Linda Niles ’73 graduated from Wichita’s East High School in 1965 — and she’s still there, proof that reading Who’s Afraid of Virginia Woolf? aloud is the best way to wake up.
After earning a master’s degree in student personnel and guidance from Wichita State and 15 years in counseling, Niles made a career change: “I decided I needed to return to my first love — English.”
So she took a $10,000 pay cut to teach, which was, she says, “One of my best life decisions.” She has taught since 1980, all grades, all levels.
She currently teaches seniors in the International Baccalaureate program. Together, they read Shakespeare and modern drama and ponder the acronym BLOTTERPUPS. (It’s a secret.) She also travels in Europe with students every summer or two.

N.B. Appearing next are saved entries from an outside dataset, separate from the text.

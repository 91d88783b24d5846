//! The authentication state of the caller being authorized.

use std::fmt::{Display, Formatter, Result as FmtResult};

use serde::{Deserialize, Serialize};
use serde_json::{Map, Value};
use utoipa::ToSchema;

/// An already-authenticated identity: its principal name, granted
/// authorities and token claims. Verification of the identity itself is out
/// of scope; the engine consumes whatever the authentication layer produced.
#[derive(Debug, Clone, Default, PartialEq, Serialize, Deserialize, ToSchema)]
pub struct Principal {
    /// The principal name, e.g. a user id.
    pub name: String,

    /// Granted authorities (roles), matched by `role:<authority>` subjects.
    pub authorities: Vec<String>,

    /// Token claims, matched by `claim:<expression>` subjects.
    #[schema(value_type = Object)]
    pub claims: Map<String, Value>,
}

impl Principal {
    pub fn new<T: Into<String>>(name: T) -> Self {
        Principal {
            name: name.into(),
            ..Default::default()
        }
    }

    pub fn with_authorities<I, S>(mut self, authorities: I) -> Self
    where
        I: IntoIterator<Item = S>,
        S: Into<String>,
    {
        self.authorities = authorities.into_iter().map(Into::into).collect();
        self
    }

    pub fn with_claims(mut self, claims: Map<String, Value>) -> Self {
        self.claims = claims;
        self
    }
}

/// The authentication state accompanying an authorization request.
#[derive(Debug, Clone, Default, PartialEq, Serialize, Deserialize, ToSchema)]
pub enum Authentication {
    /// No authenticated identity is present.
    #[default]
    Anonymous,

    /// The request carries an authenticated identity.
    Authenticated(Principal),
}

impl Authentication {
    pub fn is_authenticated(&self) -> bool {
        matches!(self, Authentication::Authenticated(_))
    }

    /// The authenticated principal, if any.
    pub fn principal(&self) -> Option<&Principal> {
        match self {
            Authentication::Anonymous => None,
            Authentication::Authenticated(principal) => Some(principal),
        }
    }
}

impl Display for Authentication {
    fn fmt(&self, f: &mut Formatter<'_>) -> FmtResult {
        match self {
            Authentication::Anonymous => write!(f, "anonymous"),
            Authentication::Authenticated(principal) => write!(f, "{}", principal.name),
        }
    }
}
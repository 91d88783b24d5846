//! The policy decision engine.

use std::collections::HashSet;
use std::sync::Arc;

use itertools::Itertools;
use tracing::debug;

use crate::matchers::{ClaimAuthenticationMatcher, RoleAuthenticationMatcher};
use crate::pattern::resource_pattern_matches;
use crate::traits::{AuthenticationMatcher, AuthorizationContext, PolicyRepository, SubjectHint};
use crate::types::{AccessPolicy, AccessRule, Action, Authentication, Effect, Permission, Principal};

/// Decides access requests against the current policy of a
/// [`PolicyRepository`].
///
/// The engine itself is stateless; every decision works on an immutable
/// policy snapshot, so it can be shared freely across threads.
pub struct AuthorizationEngine {
    repository: Arc<dyn PolicyRepository>,
    matchers: Vec<Arc<dyn AuthenticationMatcher>>,
}

impl AuthorizationEngine {
    /// An engine with the built-in role and claim subject matchers.
    pub fn new(repository: Arc<dyn PolicyRepository>) -> Self {
        AuthorizationEngine::with_matchers(
            repository,
            vec![
                Arc::new(RoleAuthenticationMatcher),
                Arc::new(ClaimAuthenticationMatcher),
            ],
        )
    }

    /// An engine with an explicit matcher list, replacing the built-ins.
    pub fn with_matchers(
        repository: Arc<dyn PolicyRepository>,
        matchers: Vec<Arc<dyn AuthenticationMatcher>>,
    ) -> Self {
        AuthorizationEngine {
            repository,
            matchers,
        }
    }

    /// Decide whether the given actions on the given resource shall be
    /// allowed, against the repository's current policy.
    ///
    /// Rules are filtered by subject, resource and conditions; for each
    /// action the first rule whose action patterns match decides. A single
    /// matching DENY denies the whole request. If every action found a
    /// matching ALLOW the request is allowed; otherwise the policy's default
    /// effect applies. The empty action set is vacuously allowed.
    pub fn is_access_allowed(
        &self,
        resource: &str,
        actions: &HashSet<Action>,
        authentication: &Authentication,
        context: &dyn AuthorizationContext,
    ) -> bool {
        let policy = self.repository.current_policy();
        self.is_access_allowed_with_policy(resource, actions, authentication, context, &policy)
    }

    /// Like [`AuthorizationEngine::is_access_allowed`], but against an
    /// explicit policy snapshot.
    pub fn is_access_allowed_with_policy(
        &self,
        resource: &str,
        actions: &HashSet<Action>,
        authentication: &Authentication,
        context: &dyn AuthorizationContext,
        policy: &AccessPolicy,
    ) -> bool {
        let matching_rules = self.matching_rules(policy, resource, authentication, context);

        // decide each action individually
        let mut all_matched = true;
        for action in actions {
            let matching_rule = matching_rules
                .iter()
                .find(|r| matches_actions(action.key(), &r.actions));

            match matching_rule {
                // deny means deny
                Some(rule) if rule.effect == Effect::Deny => {
                    debug!(
                        event = "decision",
                        resource,
                        action = %action,
                        rule = rule.name.as_deref(),
                        principal = %authentication,
                        effect = %Effect::Deny,
                    );
                    return false;
                }
                Some(_) => {}
                None => all_matched = false,
            }
        }

        let effect = if all_matched {
            Effect::Allow
        } else {
            policy.default_effect
        };

        debug!(
            event = "decision",
            resource,
            actions = ?actions,
            principal = %authentication,
            effect = %effect,
        );

        effect == Effect::Allow
    }

    /// Compute the permissions applying to the given resource, in rule
    /// order. Successive permissions with the same effect are combined into
    /// one; when the default effect is ALLOW, a final `ALLOW [*]` is
    /// appended before combining.
    pub fn permissions(
        &self,
        resource: &str,
        authentication: &Authentication,
        context: &dyn AuthorizationContext,
    ) -> Vec<Permission> {
        let policy = self.repository.current_policy();

        let rule_permissions = self
            .matching_rules(&policy, resource, authentication, context)
            .into_iter()
            .map(|r| Permission::new(r.effect, r.actions.clone()));

        let default_permission = (policy.default_effect == Effect::Allow)
            .then(|| Permission::allow([Action::ANY_KEY]));

        rule_permissions
            .chain(default_permission)
            .coalesce(|previous, next| {
                if previous.effect == next.effect {
                    let mut combined = previous.action_keys;
                    combined.extend(next.action_keys);
                    Ok(Permission::new(previous.effect, combined))
                } else {
                    Err((previous, next))
                }
            })
            .collect()
    }

    /// The subject pattern hints supported by this engine: the built-in
    /// patterns plus whatever the registered matchers contribute.
    pub fn subject_hints(&self) -> Vec<SubjectHint> {
        let core = [
            SubjectHint::new(AccessRule::ANY, "anything"),
            SubjectHint::new(AccessRule::AUTHENTICATED, "any authenticated principal"),
            SubjectHint::new(
                AccessRule::PRINCIPAL_PREFIX,
                "name of a principal (e.g. user id)",
            ),
            SubjectHint::new(AccessRule::ANONYMOUS, "anonymous"),
        ];

        core.into_iter()
            .chain(self.matchers.iter().flat_map(|m| m.hints()))
            .collect()
    }

    /// The rules applying to this request: subject, resource and conditions
    /// must match, in policy order.
    fn matching_rules<'a>(
        &self,
        policy: &'a AccessPolicy,
        resource: &str,
        authentication: &Authentication,
        context: &dyn AuthorizationContext,
    ) -> Vec<&'a AccessRule> {
        policy
            .rules
            .iter()
            .filter(|r| self.matches_subjects(r, authentication))
            .filter(|r| matches_resource(r, resource))
            .filter(|r| satisfies_conditions(r, context))
            .collect()
    }

    fn matches_subjects(&self, rule: &AccessRule, authentication: &Authentication) -> bool {
        let matched = match authentication.principal() {
            Some(principal) => self.matches_principal(rule, principal),
            None => {
                rule.subjects.iter().any(|s| {
                    s == AccessRule::ANY || s == AccessRule::ANONYMOUS
                })
            }
        };

        debug!(
            event = "match_subjects",
            rule = rule.name.as_deref(),
            principal = %authentication,
            matched,
        );

        matched
    }

    fn matches_principal(&self, rule: &AccessRule, principal: &Principal) -> bool {
        let named = format!("{}{}", AccessRule::PRINCIPAL_PREFIX, principal.name);

        rule.subjects.iter().any(|s| {
            s == AccessRule::ANY || s == AccessRule::AUTHENTICATED || s == &named
        }) || self
            .matchers
            .iter()
            .any(|m| m.matches(principal, &rule.subjects))
    }
}

fn matches_resource(rule: &AccessRule, resource: &str) -> bool {
    let matched = rule
        .resources
        .iter()
        .any(|pattern| resource_pattern_matches(pattern, resource));

    debug!(
        event = "match_resource",
        rule = rule.name.as_deref(),
        resource,
        matched,
    );

    matched
}

fn satisfies_conditions(rule: &AccessRule, context: &dyn AuthorizationContext) -> bool {
    let matched = rule.conditions.matches(context);

    debug!(
        event = "match_conditions",
        rule = rule.name.as_deref(),
        matched,
    );

    matched
}

/// Match an action key against a rule's action patterns: the universal `*`,
/// trivial key equality, or a trailing-wildcard pattern.
fn matches_actions(key: &str, actions: &[String]) -> bool {
    actions.iter().any(|a| a == Action::ANY_KEY || a == key)
        || matches_wildcard_action(key, actions)
}

/// Trailing-wildcard matching: `ns:*` matches all keys starting with `ns:`,
/// `ns:sub:*` all keys starting with `ns:sub:` etc.
fn matches_wildcard_action(key: &str, actions: &[String]) -> bool {
    let mut prefix = String::with_capacity(key.len() + 2);
    for part in key.split(':') {
        prefix.push_str(part);
        prefix.push_str(":*");

        if actions.iter().any(|a| a == &prefix) {
            return true;
        }

        prefix.pop();
    }

    false
}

Although some of the literary works she teaches are dark, her attitude towards them is anything but. This irreverence prompted the class of 1998 to give her farewell gifts of yellow shoes and yellow roses — shoes that, in Friedrich Durrenmatt’s The Visit, symbolize corrupting wealth; the roses, symbolic of infidelity, are from Sam Shepard’s disturbing Buried Child.
She remarks, “I believe in having fun in class, but don’t feel there’s anything wrong in kids understanding that learning is hard work.” Work made easier by a teacher like Linda Niles.